Consider the records below. How many of their lines include the word "bool"? State the number and nothing else.

-*-

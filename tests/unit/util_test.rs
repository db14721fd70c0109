//! Tests for utility functions

use chrono::{Duration, TimeZone, Utc};
use triage_engine::util::{parse_instant, seconds_between, DoctorKey, UrgencyLevel, UNKNOWN_RANK};

#[test]
fn test_urgency_ranks() {
    assert_eq!(UrgencyLevel::Critical.rank(), 0);
    assert_eq!(UrgencyLevel::Urgent.rank(), 1);
    assert_eq!(UrgencyLevel::Standard.rank(), 2);
    assert_eq!(UrgencyLevel::from_wire("laranja").rank(), UNKNOWN_RANK);
}

#[test]
fn test_urgency_wire_names() {
    assert_eq!(UrgencyLevel::from_wire(" Vermelho "), UrgencyLevel::Critical);
    assert_eq!(UrgencyLevel::Urgent.as_str(), "amarelo");
    let unknown = UrgencyLevel::from_wire("azul");
    assert!(!unknown.is_recognized());
    assert_eq!(unknown.to_string(), "azul");
}

#[test]
fn test_urgency_recorded_spelling() {
    let level = UrgencyLevel::from_wire("Vermelho");
    assert_eq!(serde_json::to_string(&level).unwrap(), "\"vermelho\"");
    let level: UrgencyLevel = serde_json::from_str("\" AMARELO\"").unwrap();
    assert_eq!(serde_json::to_string(&level).unwrap(), "\"amarelo\"");
    let unknown = UrgencyLevel::from_wire("Roxo");
    assert_eq!(serde_json::to_string(&unknown).unwrap(), "\"Roxo\"");
}

#[test]
fn test_doctor_key_string_form() {
    let key = DoctorKey::new(2, 1);
    assert_eq!(key.to_string(), "2-1");
    assert_eq!("2-1".parse::<DoctorKey>().unwrap(), key);
    assert!("2".parse::<DoctorKey>().is_err());
    assert_eq!(serde_json::to_string(&key).unwrap(), "\"2-1\"");
}

#[test]
fn test_seconds_between_clamps() {
    let t0 = Utc.with_ymd_and_hms(2024, 5, 1, 10, 0, 0).unwrap();
    let t1 = t0 + Duration::milliseconds(1_500);
    assert!((seconds_between(t0, t1) - 1.5).abs() < 1e-9);
    assert!(seconds_between(t1, t0).abs() < f64::EPSILON);
}

#[test]
fn test_parse_instant_formats() {
    let zoned = parse_instant("2024-05-01T10:00:00.250Z").unwrap();
    let naive = parse_instant("2024-05-01T10:00:00.250").unwrap();
    assert_eq!(zoned, naive);
    assert!(parse_instant("yesterday").is_err());
}
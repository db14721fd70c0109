//! End-to-end scheduling scenarios with running doctor and sweeper threads.
//!
//! Durations are scaled down to milliseconds; one "time unit" is 20ms here.

use std::sync::Arc;
use std::thread;
use std::time::{Duration, Instant};

use chrono::Utc;
use triage_engine::builders::{build_scheduler, start_engine};
use triage_engine::config::{EngineConfig, LevelTable, UrgencyProfile};
use triage_engine::core::{Arrival, EngineHandle, PatientState, Scheduler};
use triage_engine::util::{RoomId, UrgencyLevel};

// ============================================================================
// HELPERS
// ============================================================================

const UNIT_MS: u64 = 20;

fn config(rooms: usize, doctors: usize, levels: LevelTable) -> EngineConfig {
    EngineConfig::in_memory(rooms, doctors)
        .with_levels(levels)
        .with_sweep_interval(Duration::from_millis(UNIT_MS))
        .with_steal_poll_interval(Duration::from_millis(5))
}

fn uniform(service_units: u64, timeout_units: u64) -> LevelTable {
    LevelTable::uniform(UrgencyProfile::from_millis(
        service_units * UNIT_MS,
        timeout_units * UNIT_MS,
    ))
}

/// Queue an arrival in a specific room, bypassing round-robin admission.
fn admit_to(scheduler: &Scheduler, room: RoomId, arrival: Arrival) {
    scheduler.log().record_arrival(&arrival);
    scheduler.rooms()[room].enqueue(arrival);
}

fn wait_until(timeout: Duration, mut done: impl FnMut() -> bool) -> bool {
    let start = Instant::now();
    while start.elapsed() < timeout {
        if done() {
            return true;
        }
        thread::sleep(Duration::from_millis(5));
    }
    done()
}

fn all_terminal(engine: &EngineHandle) -> bool {
    let summary = engine.scheduler().log().summary();
    summary.waiting == 0 && summary.in_service == 0
}

// ============================================================================
// SCENARIOS
// ============================================================================

#[test]
fn same_level_patients_are_served_in_arrival_order() {
    let engine = start_engine(&config(1, 1, uniform(5, 60))).unwrap();
    let scheduler = Arc::clone(engine.scheduler());

    let first = Utc::now();
    scheduler.admit(Arrival::new(1, UrgencyLevel::Urgent, first));
    thread::sleep(Duration::from_millis(UNIT_MS));
    scheduler.admit(Arrival::new(2, UrgencyLevel::Urgent, Utc::now()));

    assert!(wait_until(Duration::from_secs(5), || all_terminal(&engine)));
    let log = scheduler.log();
    let a = log.get(1).unwrap();
    let b = log.get(2).unwrap();
    assert_eq!(a.state(), PatientState::Completed);
    assert_eq!(b.state(), PatientState::Completed);
    assert!(a.service_start.unwrap() < b.service_start.unwrap());
    assert!(b.service_start.unwrap() >= a.service_end.unwrap());
    assert!(a.service_secs.unwrap() >= 0.09);

    engine.shutdown();
}

#[test]
fn more_urgent_patient_jumps_the_queue() {
    let engine = start_engine(&config(1, 1, uniform(5, 600))).unwrap();
    let scheduler = Arc::clone(engine.scheduler());

    // Keep the only doctor busy while two more patients queue up.
    scheduler.admit(Arrival::new(1, UrgencyLevel::Standard, Utc::now()));
    assert!(wait_until(Duration::from_secs(2), || {
        scheduler.log().get(1).unwrap().state() == PatientState::InService
    }));
    scheduler.admit(Arrival::new(2, UrgencyLevel::Standard, Utc::now()));
    scheduler.admit(Arrival::new(3, UrgencyLevel::Critical, Utc::now()));

    assert!(wait_until(Duration::from_secs(5), || all_terminal(&engine)));
    let log = scheduler.log();
    let standard = log.get(2).unwrap();
    let critical = log.get(3).unwrap();
    assert!(critical.service_start.unwrap() < standard.service_start.unwrap());

    engine.shutdown();
}

#[test]
fn idle_room_borrows_critical_patients() {
    let levels = LevelTable {
        vermelho: UrgencyProfile::from_millis(5 * UNIT_MS, 600 * UNIT_MS),
        ..uniform(1, 600)
    };
    let engine = start_engine(&config(2, 1, levels)).unwrap();
    let scheduler = Arc::clone(engine.scheduler());

    for id in 1..=3 {
        admit_to(&scheduler, 0, Arrival::new(id, UrgencyLevel::Critical, Utc::now()));
    }

    assert!(wait_until(Duration::from_secs(5), || all_terminal(&engine)));
    let snapshot = scheduler.log().snapshot();
    let served_in_b: Vec<_> = snapshot
        .records
        .values()
        .filter(|r| r.room == Some(1))
        .collect();
    assert!(!served_in_b.is_empty(), "room 1 never borrowed a patient");
    for record in served_in_b {
        assert_eq!(record.state(), PatientState::Completed);
        assert_eq!(record.doctor.unwrap().room, 1);
    }

    engine.shutdown();
}

#[test]
fn patient_abandons_when_no_doctor_frees_up() {
    let levels = LevelTable {
        vermelho: UrgencyProfile::from_millis(10 * UNIT_MS, 600 * UNIT_MS),
        amarelo: UrgencyProfile::from_millis(UNIT_MS, 600 * UNIT_MS),
        verde: UrgencyProfile::from_millis(UNIT_MS, 2 * UNIT_MS),
    };
    let engine = start_engine(&config(1, 1, levels)).unwrap();
    let scheduler = Arc::clone(engine.scheduler());

    scheduler.admit(Arrival::new(1, UrgencyLevel::Critical, Utc::now()));
    assert!(wait_until(Duration::from_secs(2), || {
        scheduler.log().get(1).unwrap().state() == PatientState::InService
    }));
    scheduler.admit(Arrival::new(2, UrgencyLevel::Standard, Utc::now()));

    assert!(wait_until(Duration::from_secs(2), || {
        scheduler.log().get(2).unwrap().state() == PatientState::Abandoned
    }));
    let record = scheduler.log().get(2).unwrap();
    assert!(record.abandoned);
    assert!(record.service_start.is_none());
    assert!(record.service_end.is_some());
    assert_eq!(record.room, Some(0));
    let waited = record.waited_secs.unwrap();
    let budget = (2 * UNIT_MS) as f64 / 1_000.0;
    assert!(waited > budget, "waited {waited}");
    assert!(waited < budget + 0.2, "waited {waited}");

    // The doctor finishes its patient; the abandoned one is never served.
    assert!(wait_until(Duration::from_secs(2), || all_terminal(&engine)));
    assert_eq!(scheduler.log().get(2).unwrap().state(), PatientState::Abandoned);

    engine.shutdown();
}

#[test]
fn every_patient_reaches_exactly_one_terminal_state() {
    let levels = LevelTable {
        vermelho: UrgencyProfile::from_millis(UNIT_MS, 100 * UNIT_MS),
        amarelo: UrgencyProfile::from_millis(UNIT_MS / 2, 4 * UNIT_MS),
        verde: UrgencyProfile::from_millis(UNIT_MS / 4, UNIT_MS),
    };
    let engine = start_engine(&config(3, 2, levels)).unwrap();
    let scheduler = Arc::clone(engine.scheduler());

    let names = ["vermelho", "amarelo", "verde", "roxo"];
    let producers: Vec<_> = (0..4_u64)
        .map(|p| {
            let scheduler = Arc::clone(&scheduler);
            thread::spawn(move || {
                for i in 0..15_u64 {
                    let id = p * 100 + i;
                    let level = UrgencyLevel::from_wire(names[usize::try_from(id % 4).unwrap()]);
                    scheduler.admit(Arrival::new(id, level, Utc::now()));
                    thread::sleep(Duration::from_millis(2));
                }
            })
        })
        .collect();
    for producer in producers {
        producer.join().unwrap();
    }

    assert!(wait_until(Duration::from_secs(20), || all_terminal(&engine)));
    let summary = scheduler.log().summary();
    assert_eq!(summary.total, 60);
    assert_eq!(summary.served + summary.abandoned, 60);
    for record in scheduler.log().snapshot().records.values() {
        if record.abandoned {
            assert!(record.service_start.is_none() && record.service_secs.is_none());
        } else {
            assert!(record.service_start.is_some() && record.service_end.is_some());
        }
    }
    assert_eq!(scheduler.queue_depths(), vec![0, 0, 0]);
    assert_eq!(scheduler.occupancy().busy_count(), 0);

    engine.shutdown();
}

#[test]
fn snapshot_file_is_never_torn() {
    let dir = tempfile::tempdir().unwrap();
    let log_path = dir.path().join("logs.json");
    let mut cfg = config(2, 2, uniform(1, 600));
    cfg.log_path = Some(log_path.clone());
    cfg.occupancy_path = Some(dir.path().join("med_status.json"));
    let engine = start_engine(&cfg).unwrap();
    let scheduler = Arc::clone(engine.scheduler());

    let reader = thread::spawn(move || {
        let mut parsed = 0;
        let start = Instant::now();
        while start.elapsed() < Duration::from_millis(500) {
            if let Ok(bytes) = std::fs::read(&log_path) {
                serde_json::from_slice::<serde_json::Value>(&bytes).expect("torn snapshot");
                parsed += 1;
            }
        }
        parsed
    });
    for id in 0..40 {
        scheduler.admit(Arrival::new(id, UrgencyLevel::Urgent, Utc::now()));
    }
    assert!(reader.join().unwrap() > 0);
    assert!(wait_until(Duration::from_secs(10), || all_terminal(&engine)));

    engine.shutdown();
}

#[test]
fn shutdown_lets_in_progress_service_finish() {
    let engine = start_engine(&config(1, 1, uniform(5, 600))).unwrap();
    let scheduler = Arc::clone(engine.scheduler());
    scheduler.admit(Arrival::new(1, UrgencyLevel::Urgent, Utc::now()));
    assert!(wait_until(Duration::from_secs(2), || {
        scheduler.log().get(1).unwrap().state() == PatientState::InService
    }));

    engine.shutdown();
    assert_eq!(scheduler.log().get(1).unwrap().state(), PatientState::Completed);
}

#[test]
fn scheduler_without_threads_leaves_patients_queued() {
    let scheduler = build_scheduler(&config(2, 1, uniform(1, 600))).unwrap();
    scheduler.admit(Arrival::new(1, UrgencyLevel::Standard, Utc::now()));
    scheduler.admit(Arrival::new(2, UrgencyLevel::Standard, Utc::now()));
    assert_eq!(scheduler.queue_depths(), vec![1, 1]);
    assert_eq!(scheduler.log().summary().waiting, 2);
}
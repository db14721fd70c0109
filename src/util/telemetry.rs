//! Telemetry helpers for structured logging and tracing.

/// Initialize tracing. Callers can install their own subscriber; this helper
/// installs a default `RUST_LOG`-driven fmt subscriber if none is set.
pub fn init_tracing() {
    if tracing::dispatcher::has_been_set() {
        return;
    }
    let _ = tracing_subscriber::fmt()
        .with_env_filter(tracing_subscriber::EnvFilter::from_default_env())
        .with_thread_names(true)
        .try_init();
}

-*-

- [Output of the task]
2